### What to do
Produce word for word the lines of the data below running from the one that has "#[derive(Debug, Clone, Parser)]" to the one that has "will be used.", inclusive, and no others.

### Data
────
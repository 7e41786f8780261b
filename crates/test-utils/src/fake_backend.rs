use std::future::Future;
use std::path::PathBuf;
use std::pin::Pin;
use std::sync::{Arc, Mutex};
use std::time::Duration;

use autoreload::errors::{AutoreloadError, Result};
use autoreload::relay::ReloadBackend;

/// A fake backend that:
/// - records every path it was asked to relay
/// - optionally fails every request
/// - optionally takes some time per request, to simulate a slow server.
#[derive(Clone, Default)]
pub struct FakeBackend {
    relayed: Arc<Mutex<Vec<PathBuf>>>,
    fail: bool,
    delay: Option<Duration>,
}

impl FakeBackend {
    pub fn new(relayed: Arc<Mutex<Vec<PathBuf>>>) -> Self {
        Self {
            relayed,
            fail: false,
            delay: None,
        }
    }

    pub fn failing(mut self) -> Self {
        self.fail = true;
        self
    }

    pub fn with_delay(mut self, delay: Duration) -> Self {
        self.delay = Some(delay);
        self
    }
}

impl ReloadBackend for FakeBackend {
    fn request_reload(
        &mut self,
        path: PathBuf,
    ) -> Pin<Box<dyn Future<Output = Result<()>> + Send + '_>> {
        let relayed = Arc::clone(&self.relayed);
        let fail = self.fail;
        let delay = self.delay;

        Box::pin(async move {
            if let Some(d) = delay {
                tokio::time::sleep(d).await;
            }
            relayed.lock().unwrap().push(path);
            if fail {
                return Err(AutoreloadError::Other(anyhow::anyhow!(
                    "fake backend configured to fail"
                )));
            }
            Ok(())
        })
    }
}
────
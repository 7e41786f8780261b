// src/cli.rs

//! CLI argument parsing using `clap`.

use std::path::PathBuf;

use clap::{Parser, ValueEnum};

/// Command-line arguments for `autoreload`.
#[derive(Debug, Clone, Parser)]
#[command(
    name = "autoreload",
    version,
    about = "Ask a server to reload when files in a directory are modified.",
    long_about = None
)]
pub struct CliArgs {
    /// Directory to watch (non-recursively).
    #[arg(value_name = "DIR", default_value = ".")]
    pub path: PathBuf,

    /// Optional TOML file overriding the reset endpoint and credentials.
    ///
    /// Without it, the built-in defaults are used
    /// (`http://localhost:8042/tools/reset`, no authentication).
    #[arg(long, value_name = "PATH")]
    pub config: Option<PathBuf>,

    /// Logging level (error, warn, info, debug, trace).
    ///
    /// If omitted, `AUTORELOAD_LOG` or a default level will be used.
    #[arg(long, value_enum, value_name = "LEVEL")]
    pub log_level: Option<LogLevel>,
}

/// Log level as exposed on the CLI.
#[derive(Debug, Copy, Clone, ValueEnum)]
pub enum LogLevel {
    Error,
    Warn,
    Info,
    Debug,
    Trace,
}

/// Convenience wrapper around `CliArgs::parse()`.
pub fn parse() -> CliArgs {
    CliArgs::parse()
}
────
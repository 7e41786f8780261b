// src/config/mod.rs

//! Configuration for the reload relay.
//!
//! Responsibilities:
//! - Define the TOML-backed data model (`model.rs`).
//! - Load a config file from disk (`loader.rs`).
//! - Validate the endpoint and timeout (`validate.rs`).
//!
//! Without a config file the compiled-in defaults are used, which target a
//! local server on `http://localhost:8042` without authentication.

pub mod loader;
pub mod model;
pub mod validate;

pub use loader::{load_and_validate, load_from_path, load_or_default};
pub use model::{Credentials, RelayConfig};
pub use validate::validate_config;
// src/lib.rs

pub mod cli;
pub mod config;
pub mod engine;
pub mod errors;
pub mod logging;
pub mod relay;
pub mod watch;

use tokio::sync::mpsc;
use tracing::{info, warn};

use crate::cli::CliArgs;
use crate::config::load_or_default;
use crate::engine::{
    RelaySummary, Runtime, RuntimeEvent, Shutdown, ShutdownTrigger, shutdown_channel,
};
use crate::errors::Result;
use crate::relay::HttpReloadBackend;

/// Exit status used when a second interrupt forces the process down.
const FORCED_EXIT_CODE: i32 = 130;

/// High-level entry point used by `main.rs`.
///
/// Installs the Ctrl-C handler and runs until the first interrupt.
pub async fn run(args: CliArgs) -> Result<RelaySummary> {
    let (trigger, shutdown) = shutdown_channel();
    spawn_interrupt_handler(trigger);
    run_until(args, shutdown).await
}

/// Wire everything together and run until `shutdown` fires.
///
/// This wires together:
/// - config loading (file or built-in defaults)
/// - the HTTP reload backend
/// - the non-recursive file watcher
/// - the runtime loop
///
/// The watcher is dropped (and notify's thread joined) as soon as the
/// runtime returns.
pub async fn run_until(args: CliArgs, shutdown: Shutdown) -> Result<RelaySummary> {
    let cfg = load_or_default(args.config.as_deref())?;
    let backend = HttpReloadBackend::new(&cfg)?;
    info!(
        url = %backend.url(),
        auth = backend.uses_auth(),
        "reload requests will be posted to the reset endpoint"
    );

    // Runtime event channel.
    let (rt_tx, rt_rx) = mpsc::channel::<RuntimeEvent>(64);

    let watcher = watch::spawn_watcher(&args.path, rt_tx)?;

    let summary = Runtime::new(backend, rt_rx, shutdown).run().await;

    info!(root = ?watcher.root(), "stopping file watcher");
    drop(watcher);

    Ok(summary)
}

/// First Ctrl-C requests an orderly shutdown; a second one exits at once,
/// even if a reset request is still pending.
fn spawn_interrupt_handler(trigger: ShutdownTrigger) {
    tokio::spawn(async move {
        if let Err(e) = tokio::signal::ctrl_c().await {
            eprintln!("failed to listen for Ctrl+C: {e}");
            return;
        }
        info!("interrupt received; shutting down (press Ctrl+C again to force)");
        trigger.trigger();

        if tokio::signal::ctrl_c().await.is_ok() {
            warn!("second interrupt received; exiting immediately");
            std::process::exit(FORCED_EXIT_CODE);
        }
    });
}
────
### Solution to this exercise
#[derive(Debug, Clone, Parser)]
#[command(
    name = "autoreload",
    version,
    about = "Ask a server to reload when files in a directory are modified.",
    long_about = None
)]
pub struct CliArgs {
    /// Directory to watch (non-recursively).
    #[arg(value_name = "DIR", default_value = ".")]
    pub path: PathBuf,

    /// Optional TOML file overriding the reset endpoint and credentials.
    ///
    /// Without it, the built-in defaults are used
    /// (`http://localhost:8042/tools/reset`, no authentication).
    #[arg(long, value_name = "PATH")]
    pub config: Option<PathBuf>,

    /// Logging level (error, warn, info, debug, trace).
    ///
    /// If omitted, `AUTORELOAD_LOG` or a default level will be used.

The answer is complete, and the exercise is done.